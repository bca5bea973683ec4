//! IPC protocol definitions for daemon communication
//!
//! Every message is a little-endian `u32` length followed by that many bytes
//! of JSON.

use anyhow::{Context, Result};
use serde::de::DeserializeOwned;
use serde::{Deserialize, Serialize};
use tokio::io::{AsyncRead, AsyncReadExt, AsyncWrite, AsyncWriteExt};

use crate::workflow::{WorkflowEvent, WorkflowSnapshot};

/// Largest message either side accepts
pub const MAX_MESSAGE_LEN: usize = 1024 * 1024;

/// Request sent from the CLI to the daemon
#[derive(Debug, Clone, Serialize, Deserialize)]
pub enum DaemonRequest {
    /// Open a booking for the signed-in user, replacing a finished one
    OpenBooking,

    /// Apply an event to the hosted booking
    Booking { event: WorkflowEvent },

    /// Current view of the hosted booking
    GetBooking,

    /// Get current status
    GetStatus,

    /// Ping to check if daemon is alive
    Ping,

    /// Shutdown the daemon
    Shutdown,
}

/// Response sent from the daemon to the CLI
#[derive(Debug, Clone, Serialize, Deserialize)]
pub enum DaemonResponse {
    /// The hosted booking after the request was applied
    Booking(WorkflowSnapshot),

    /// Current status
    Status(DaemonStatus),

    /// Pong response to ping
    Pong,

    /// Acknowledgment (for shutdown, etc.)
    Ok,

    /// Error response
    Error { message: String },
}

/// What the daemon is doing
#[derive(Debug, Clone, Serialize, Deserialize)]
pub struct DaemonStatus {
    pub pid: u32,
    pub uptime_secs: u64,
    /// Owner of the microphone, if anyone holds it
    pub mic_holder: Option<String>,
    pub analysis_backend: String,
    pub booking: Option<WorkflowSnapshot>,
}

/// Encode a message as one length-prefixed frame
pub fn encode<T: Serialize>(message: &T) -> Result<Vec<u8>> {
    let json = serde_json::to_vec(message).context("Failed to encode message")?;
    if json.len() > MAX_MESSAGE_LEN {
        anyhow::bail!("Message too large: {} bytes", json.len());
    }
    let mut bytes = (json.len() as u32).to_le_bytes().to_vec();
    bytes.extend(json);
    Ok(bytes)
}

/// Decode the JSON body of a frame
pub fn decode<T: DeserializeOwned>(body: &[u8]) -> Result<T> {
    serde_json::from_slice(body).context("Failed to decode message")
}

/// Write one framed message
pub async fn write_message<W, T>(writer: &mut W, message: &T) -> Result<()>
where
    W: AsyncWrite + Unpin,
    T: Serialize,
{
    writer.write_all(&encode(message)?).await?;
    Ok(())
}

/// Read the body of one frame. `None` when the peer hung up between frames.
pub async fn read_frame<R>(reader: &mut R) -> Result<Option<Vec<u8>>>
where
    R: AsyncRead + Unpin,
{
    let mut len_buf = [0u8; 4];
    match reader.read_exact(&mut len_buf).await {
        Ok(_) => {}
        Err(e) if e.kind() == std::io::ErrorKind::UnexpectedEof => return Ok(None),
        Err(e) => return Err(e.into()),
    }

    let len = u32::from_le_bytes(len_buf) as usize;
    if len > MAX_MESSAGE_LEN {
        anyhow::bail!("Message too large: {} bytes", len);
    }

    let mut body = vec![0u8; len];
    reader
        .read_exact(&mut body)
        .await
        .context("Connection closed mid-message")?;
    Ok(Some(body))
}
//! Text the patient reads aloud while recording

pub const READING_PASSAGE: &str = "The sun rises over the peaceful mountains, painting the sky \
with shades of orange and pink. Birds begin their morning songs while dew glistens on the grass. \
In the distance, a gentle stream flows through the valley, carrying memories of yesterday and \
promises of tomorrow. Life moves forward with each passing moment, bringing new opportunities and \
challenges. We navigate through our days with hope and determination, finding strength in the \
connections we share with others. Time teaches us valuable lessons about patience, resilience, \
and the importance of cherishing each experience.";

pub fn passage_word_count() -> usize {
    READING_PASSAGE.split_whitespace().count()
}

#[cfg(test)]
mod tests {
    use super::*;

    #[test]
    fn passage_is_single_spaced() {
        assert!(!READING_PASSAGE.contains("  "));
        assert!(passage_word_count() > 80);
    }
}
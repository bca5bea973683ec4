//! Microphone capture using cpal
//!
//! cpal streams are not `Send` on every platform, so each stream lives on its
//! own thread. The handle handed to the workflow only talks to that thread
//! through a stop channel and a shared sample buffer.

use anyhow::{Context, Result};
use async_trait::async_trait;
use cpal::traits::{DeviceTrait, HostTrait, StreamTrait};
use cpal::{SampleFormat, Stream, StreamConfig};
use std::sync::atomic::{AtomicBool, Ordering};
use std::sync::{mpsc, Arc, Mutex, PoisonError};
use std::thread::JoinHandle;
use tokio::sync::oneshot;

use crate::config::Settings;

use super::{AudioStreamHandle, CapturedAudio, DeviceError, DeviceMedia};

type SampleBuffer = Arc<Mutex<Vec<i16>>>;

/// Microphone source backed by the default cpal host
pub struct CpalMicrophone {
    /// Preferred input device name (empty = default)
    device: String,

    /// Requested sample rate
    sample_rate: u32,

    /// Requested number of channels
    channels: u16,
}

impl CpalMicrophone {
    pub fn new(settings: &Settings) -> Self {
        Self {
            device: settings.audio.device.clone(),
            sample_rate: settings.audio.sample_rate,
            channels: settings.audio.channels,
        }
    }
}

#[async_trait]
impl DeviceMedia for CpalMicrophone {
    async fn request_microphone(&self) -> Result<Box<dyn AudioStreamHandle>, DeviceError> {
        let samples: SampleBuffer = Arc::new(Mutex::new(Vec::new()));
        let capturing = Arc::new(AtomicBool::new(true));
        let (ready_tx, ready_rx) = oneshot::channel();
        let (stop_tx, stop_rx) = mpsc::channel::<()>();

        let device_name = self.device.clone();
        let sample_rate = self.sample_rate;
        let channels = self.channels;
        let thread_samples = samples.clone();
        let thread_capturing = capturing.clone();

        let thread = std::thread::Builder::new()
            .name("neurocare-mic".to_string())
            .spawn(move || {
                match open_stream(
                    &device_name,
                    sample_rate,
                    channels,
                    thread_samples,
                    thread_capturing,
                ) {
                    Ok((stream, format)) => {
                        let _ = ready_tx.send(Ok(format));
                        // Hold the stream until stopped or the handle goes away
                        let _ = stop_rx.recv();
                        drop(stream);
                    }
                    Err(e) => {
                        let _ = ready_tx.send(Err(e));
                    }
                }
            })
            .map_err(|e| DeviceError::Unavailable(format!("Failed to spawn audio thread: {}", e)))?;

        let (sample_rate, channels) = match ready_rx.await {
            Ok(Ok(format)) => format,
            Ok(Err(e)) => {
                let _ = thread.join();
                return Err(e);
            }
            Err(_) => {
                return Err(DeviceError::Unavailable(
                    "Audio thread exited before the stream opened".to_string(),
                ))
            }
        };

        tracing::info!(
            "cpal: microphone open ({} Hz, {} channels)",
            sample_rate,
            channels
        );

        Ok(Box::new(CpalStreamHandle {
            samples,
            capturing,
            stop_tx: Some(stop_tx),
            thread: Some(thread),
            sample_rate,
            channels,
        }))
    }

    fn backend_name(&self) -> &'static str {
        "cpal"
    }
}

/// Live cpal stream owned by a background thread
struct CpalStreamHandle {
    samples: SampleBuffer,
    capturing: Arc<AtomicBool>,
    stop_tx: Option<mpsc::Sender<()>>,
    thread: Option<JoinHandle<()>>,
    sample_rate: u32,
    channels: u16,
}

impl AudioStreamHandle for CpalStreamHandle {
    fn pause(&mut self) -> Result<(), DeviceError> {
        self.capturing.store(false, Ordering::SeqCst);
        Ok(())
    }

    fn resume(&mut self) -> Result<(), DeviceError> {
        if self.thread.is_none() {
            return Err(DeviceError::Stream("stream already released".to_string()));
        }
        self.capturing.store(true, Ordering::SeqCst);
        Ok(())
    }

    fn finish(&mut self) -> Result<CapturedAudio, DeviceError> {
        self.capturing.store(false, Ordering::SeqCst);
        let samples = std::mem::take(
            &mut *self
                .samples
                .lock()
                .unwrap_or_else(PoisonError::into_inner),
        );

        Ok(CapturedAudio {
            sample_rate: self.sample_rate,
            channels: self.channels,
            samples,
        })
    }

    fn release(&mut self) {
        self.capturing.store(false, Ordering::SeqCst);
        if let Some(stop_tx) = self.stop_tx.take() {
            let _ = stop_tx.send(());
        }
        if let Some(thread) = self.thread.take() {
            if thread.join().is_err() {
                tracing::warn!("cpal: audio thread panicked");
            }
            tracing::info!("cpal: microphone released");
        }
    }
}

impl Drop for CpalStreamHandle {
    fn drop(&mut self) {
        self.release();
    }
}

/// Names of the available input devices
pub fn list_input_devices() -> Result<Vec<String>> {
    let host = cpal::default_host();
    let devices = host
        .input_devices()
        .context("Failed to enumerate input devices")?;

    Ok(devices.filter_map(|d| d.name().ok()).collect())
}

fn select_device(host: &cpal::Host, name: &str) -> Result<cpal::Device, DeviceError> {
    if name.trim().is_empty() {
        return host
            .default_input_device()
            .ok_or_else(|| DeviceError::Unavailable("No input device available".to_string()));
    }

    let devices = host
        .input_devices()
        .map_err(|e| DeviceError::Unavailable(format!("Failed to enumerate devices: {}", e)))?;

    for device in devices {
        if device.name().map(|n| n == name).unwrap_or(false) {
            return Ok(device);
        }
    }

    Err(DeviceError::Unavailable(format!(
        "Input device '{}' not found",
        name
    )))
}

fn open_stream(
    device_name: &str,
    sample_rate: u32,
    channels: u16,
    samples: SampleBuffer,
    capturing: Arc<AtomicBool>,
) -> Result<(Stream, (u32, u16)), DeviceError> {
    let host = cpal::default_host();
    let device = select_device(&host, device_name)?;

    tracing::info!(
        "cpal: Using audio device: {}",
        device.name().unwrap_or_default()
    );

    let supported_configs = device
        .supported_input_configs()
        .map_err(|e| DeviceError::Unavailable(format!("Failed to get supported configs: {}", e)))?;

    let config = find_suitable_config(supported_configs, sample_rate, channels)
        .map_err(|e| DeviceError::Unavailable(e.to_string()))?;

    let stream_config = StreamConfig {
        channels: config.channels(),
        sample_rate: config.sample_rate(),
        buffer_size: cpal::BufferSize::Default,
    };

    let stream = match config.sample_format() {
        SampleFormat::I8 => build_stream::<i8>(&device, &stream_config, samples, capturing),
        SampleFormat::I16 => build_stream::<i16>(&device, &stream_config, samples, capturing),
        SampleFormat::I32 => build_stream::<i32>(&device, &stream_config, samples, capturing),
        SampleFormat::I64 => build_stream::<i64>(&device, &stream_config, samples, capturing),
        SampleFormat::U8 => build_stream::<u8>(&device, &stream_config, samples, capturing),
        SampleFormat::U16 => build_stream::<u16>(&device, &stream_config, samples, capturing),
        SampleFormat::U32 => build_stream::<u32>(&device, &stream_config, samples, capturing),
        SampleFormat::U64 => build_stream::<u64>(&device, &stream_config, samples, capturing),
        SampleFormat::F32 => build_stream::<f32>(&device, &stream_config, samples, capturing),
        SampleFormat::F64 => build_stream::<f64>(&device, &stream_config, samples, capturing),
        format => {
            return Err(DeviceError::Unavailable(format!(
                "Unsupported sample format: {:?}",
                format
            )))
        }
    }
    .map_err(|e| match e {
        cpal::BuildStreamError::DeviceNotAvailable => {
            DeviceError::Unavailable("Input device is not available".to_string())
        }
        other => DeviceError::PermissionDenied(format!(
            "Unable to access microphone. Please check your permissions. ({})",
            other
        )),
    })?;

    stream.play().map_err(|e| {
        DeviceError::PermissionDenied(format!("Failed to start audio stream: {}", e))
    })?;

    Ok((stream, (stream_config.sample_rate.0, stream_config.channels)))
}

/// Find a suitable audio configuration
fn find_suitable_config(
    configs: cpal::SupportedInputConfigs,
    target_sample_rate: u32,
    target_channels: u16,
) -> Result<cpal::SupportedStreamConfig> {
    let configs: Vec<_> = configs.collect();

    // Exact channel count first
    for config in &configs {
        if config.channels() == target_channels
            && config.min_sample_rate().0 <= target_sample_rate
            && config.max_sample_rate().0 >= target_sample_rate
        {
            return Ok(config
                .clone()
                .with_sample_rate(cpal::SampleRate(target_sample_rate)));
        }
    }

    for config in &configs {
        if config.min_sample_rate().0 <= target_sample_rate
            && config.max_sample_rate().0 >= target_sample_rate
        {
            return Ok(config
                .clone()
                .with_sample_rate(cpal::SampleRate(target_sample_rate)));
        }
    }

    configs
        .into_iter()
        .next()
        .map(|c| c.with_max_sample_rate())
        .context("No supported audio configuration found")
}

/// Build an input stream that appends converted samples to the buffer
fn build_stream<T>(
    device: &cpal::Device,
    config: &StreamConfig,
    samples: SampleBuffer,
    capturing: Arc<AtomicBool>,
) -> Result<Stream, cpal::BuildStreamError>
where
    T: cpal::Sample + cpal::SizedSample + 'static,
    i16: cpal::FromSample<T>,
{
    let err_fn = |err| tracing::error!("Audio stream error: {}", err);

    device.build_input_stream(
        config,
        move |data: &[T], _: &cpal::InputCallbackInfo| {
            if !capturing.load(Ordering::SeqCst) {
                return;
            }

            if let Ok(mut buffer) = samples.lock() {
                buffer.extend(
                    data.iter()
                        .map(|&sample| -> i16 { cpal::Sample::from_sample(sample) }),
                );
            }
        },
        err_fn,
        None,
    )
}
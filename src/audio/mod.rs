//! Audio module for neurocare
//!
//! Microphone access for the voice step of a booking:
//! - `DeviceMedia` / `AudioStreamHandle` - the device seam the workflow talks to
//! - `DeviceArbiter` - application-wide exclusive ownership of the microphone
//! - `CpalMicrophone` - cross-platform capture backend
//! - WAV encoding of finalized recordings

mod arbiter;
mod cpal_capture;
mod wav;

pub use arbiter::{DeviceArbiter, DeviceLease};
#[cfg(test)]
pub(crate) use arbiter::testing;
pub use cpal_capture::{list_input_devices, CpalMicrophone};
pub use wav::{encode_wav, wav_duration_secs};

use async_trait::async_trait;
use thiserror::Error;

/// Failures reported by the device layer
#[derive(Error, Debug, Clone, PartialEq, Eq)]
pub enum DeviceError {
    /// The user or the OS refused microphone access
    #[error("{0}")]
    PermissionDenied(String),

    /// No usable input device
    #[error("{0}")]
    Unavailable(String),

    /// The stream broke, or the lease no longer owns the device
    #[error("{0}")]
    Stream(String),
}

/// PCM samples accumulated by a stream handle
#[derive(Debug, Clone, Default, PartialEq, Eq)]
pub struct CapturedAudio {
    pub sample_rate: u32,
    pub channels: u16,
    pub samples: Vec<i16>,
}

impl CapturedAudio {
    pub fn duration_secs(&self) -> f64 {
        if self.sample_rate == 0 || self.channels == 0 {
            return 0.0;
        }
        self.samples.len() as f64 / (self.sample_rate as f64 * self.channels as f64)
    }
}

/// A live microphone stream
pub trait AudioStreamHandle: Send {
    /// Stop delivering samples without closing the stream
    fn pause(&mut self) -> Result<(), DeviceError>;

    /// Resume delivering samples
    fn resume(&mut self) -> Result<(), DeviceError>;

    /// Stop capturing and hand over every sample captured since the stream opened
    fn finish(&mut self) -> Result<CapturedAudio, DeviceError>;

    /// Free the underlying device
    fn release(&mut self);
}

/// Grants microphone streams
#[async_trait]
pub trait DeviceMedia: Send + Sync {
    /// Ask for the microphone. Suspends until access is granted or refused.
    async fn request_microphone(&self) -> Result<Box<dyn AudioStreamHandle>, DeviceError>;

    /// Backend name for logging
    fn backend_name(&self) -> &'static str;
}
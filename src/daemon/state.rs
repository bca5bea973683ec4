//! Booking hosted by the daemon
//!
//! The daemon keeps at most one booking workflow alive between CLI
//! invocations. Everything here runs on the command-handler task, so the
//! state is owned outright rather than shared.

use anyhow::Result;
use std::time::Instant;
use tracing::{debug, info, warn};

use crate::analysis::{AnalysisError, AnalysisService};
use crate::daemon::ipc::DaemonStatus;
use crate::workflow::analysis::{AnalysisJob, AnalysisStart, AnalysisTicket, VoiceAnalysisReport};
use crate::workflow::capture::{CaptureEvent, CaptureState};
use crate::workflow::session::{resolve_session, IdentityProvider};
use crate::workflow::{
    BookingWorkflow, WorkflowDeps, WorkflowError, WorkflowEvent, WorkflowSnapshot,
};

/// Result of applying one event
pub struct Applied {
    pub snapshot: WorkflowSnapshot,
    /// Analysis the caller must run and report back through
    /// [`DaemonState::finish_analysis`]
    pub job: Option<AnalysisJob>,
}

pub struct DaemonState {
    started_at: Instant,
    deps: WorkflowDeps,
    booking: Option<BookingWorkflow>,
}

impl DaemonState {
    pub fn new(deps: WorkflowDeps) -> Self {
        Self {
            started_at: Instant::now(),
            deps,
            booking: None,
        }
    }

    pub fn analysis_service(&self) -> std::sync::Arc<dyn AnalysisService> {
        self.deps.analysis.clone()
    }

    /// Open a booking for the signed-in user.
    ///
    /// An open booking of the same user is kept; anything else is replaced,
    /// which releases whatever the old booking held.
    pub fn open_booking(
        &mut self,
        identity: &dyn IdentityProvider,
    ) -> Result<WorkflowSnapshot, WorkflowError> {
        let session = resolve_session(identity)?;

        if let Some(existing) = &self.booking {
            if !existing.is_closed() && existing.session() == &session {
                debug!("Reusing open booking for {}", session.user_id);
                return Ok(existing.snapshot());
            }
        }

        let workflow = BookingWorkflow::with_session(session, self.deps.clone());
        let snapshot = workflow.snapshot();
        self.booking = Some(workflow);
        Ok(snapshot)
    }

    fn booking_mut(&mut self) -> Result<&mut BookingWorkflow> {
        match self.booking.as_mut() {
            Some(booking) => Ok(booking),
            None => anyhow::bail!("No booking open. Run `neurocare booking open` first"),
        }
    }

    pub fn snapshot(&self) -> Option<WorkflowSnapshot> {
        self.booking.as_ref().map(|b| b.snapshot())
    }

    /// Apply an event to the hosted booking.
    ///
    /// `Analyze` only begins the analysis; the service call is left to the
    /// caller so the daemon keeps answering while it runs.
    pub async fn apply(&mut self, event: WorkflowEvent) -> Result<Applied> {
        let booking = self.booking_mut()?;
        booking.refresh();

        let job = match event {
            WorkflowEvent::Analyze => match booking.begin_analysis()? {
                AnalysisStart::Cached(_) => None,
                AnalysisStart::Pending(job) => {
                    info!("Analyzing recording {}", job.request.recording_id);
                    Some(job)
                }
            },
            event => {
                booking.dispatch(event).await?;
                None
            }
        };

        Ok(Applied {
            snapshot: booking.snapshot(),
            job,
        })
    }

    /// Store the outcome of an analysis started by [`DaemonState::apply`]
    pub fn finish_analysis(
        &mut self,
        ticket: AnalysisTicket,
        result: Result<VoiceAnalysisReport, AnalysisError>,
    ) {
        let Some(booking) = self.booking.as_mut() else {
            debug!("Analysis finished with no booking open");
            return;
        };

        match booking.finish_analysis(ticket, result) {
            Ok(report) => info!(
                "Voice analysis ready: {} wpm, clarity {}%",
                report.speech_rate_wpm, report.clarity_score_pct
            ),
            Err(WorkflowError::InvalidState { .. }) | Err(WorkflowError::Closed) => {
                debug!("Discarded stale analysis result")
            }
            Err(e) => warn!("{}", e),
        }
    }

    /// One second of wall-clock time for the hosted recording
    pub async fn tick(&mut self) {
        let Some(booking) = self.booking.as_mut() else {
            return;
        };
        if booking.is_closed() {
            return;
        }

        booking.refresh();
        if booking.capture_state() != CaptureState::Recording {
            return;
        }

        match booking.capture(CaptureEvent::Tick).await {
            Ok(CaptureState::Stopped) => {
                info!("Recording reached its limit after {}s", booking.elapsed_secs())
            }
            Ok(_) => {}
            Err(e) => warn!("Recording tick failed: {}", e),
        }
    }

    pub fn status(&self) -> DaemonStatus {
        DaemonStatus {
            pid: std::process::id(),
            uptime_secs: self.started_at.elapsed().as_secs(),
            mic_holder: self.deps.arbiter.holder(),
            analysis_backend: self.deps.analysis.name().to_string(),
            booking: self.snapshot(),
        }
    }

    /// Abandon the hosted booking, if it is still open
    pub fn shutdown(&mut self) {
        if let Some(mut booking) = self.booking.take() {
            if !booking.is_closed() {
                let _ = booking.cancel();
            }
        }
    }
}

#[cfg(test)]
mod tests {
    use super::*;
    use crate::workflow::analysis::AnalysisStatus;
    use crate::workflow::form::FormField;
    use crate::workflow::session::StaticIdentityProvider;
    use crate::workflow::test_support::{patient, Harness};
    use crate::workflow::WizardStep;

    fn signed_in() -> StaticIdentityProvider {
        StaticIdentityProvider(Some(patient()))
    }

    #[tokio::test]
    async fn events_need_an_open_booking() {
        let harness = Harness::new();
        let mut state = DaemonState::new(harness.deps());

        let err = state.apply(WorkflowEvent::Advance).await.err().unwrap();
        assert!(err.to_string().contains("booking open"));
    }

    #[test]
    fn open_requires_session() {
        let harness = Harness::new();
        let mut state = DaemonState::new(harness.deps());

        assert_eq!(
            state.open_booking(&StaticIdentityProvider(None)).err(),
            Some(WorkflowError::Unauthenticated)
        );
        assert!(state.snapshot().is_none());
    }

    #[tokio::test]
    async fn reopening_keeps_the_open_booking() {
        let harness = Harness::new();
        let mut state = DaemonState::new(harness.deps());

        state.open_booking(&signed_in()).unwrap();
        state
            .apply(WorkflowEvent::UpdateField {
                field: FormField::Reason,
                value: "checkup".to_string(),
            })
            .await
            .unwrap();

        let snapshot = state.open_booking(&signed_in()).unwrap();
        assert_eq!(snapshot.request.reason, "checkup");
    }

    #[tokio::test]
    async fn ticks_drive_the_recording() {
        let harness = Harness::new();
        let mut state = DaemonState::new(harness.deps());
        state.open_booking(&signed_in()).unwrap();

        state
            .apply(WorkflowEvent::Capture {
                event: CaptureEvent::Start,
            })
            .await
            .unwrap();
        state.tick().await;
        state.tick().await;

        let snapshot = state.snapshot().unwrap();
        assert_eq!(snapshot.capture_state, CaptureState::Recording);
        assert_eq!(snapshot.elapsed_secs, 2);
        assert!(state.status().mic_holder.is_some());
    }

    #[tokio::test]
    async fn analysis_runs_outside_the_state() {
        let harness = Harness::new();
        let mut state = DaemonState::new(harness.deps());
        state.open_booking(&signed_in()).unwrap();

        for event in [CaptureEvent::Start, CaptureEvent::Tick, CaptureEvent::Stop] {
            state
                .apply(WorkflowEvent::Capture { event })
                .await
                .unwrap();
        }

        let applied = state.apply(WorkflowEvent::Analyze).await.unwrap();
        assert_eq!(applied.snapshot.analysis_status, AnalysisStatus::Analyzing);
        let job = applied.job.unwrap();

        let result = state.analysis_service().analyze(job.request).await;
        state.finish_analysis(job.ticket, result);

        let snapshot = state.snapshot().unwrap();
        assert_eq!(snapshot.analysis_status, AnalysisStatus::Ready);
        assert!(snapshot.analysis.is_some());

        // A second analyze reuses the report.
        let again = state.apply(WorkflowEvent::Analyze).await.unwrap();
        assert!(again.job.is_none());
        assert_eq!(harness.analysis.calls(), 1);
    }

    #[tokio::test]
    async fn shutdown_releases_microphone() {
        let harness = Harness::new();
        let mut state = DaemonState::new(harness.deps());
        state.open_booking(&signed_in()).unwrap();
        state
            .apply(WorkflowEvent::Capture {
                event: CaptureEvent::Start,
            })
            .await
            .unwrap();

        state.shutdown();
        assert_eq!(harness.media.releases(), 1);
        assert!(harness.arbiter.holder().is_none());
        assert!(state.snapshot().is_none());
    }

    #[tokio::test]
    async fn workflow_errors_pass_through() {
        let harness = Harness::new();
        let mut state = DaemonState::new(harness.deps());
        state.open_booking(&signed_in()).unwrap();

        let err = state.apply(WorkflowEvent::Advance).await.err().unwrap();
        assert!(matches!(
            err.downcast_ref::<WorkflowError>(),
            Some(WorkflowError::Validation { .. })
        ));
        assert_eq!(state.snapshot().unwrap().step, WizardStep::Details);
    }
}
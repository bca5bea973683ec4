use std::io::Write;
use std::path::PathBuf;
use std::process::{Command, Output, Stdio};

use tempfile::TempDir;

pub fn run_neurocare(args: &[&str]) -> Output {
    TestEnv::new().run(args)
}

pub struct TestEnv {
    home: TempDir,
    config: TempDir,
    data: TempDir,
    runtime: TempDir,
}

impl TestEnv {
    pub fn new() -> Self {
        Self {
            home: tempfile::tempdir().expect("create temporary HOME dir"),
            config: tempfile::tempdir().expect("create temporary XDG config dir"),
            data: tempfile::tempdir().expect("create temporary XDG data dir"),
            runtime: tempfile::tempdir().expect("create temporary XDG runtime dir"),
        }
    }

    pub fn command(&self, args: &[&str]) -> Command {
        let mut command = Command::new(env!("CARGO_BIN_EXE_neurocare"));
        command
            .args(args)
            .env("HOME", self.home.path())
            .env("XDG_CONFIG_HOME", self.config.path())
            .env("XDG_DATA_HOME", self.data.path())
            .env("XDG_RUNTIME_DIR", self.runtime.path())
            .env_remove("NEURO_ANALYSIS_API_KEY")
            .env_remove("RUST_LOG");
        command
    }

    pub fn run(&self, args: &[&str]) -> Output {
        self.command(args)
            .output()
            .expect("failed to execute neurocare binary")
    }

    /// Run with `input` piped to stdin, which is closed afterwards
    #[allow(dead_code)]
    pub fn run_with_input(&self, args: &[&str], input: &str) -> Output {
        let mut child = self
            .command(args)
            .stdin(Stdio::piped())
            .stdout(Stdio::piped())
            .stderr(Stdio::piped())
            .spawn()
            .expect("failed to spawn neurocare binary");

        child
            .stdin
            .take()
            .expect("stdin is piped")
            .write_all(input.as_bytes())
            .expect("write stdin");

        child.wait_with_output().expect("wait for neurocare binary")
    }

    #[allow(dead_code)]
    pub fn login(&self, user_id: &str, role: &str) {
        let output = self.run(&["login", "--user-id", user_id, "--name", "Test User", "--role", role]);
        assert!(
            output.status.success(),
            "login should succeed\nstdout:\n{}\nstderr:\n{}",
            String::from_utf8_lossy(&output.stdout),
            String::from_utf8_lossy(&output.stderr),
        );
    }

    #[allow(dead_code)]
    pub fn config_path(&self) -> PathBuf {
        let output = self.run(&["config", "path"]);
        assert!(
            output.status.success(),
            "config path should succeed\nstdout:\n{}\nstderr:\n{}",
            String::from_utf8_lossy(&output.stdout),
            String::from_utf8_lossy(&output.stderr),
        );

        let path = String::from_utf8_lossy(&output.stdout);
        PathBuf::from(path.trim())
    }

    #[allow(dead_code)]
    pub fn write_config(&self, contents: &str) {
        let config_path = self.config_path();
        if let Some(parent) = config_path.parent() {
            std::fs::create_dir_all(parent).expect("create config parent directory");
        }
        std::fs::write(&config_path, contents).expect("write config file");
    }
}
══════════
#### Exercise details
Return the span of lines in the data above that opens at the line with "match reader.read_exact(&mut len_buf).await" and closes at the line with "challenges. We navigate", exactly, ends included, nothing else.

#### Answer area
    match reader.read_exact(&mut len_buf).await {
        Ok(_) => {}
        Err(e) if e.kind() == std::io::ErrorKind::UnexpectedEof => return Ok(None),
        Err(e) => return Err(e.into()),
    }

    let len = u32::from_le_bytes(len_buf) as usize;
    if len > MAX_MESSAGE_LEN {
        anyhow::bail!("Message too large: {} bytes", len);
    }

    let mut body = vec![0u8; len];
    reader
        .read_exact(&mut body)
        .await
        .context("Connection closed mid-message")?;
    Ok(Some(body))
}
//! Text the patient reads aloud while recording

pub const READING_PASSAGE: &str = "The sun rises over the peaceful mountains, painting the sky \
with shades of orange and pink. Birds begin their morning songs while dew glistens on the grass. \
In the distance, a gentle stream flows through the valley, carrying memories of yesterday and \
promises of tomorrow. Life moves forward with each passing moment, bringing new opportunities and \
challenges. We navigate through our days with hope and determination, finding strength in the \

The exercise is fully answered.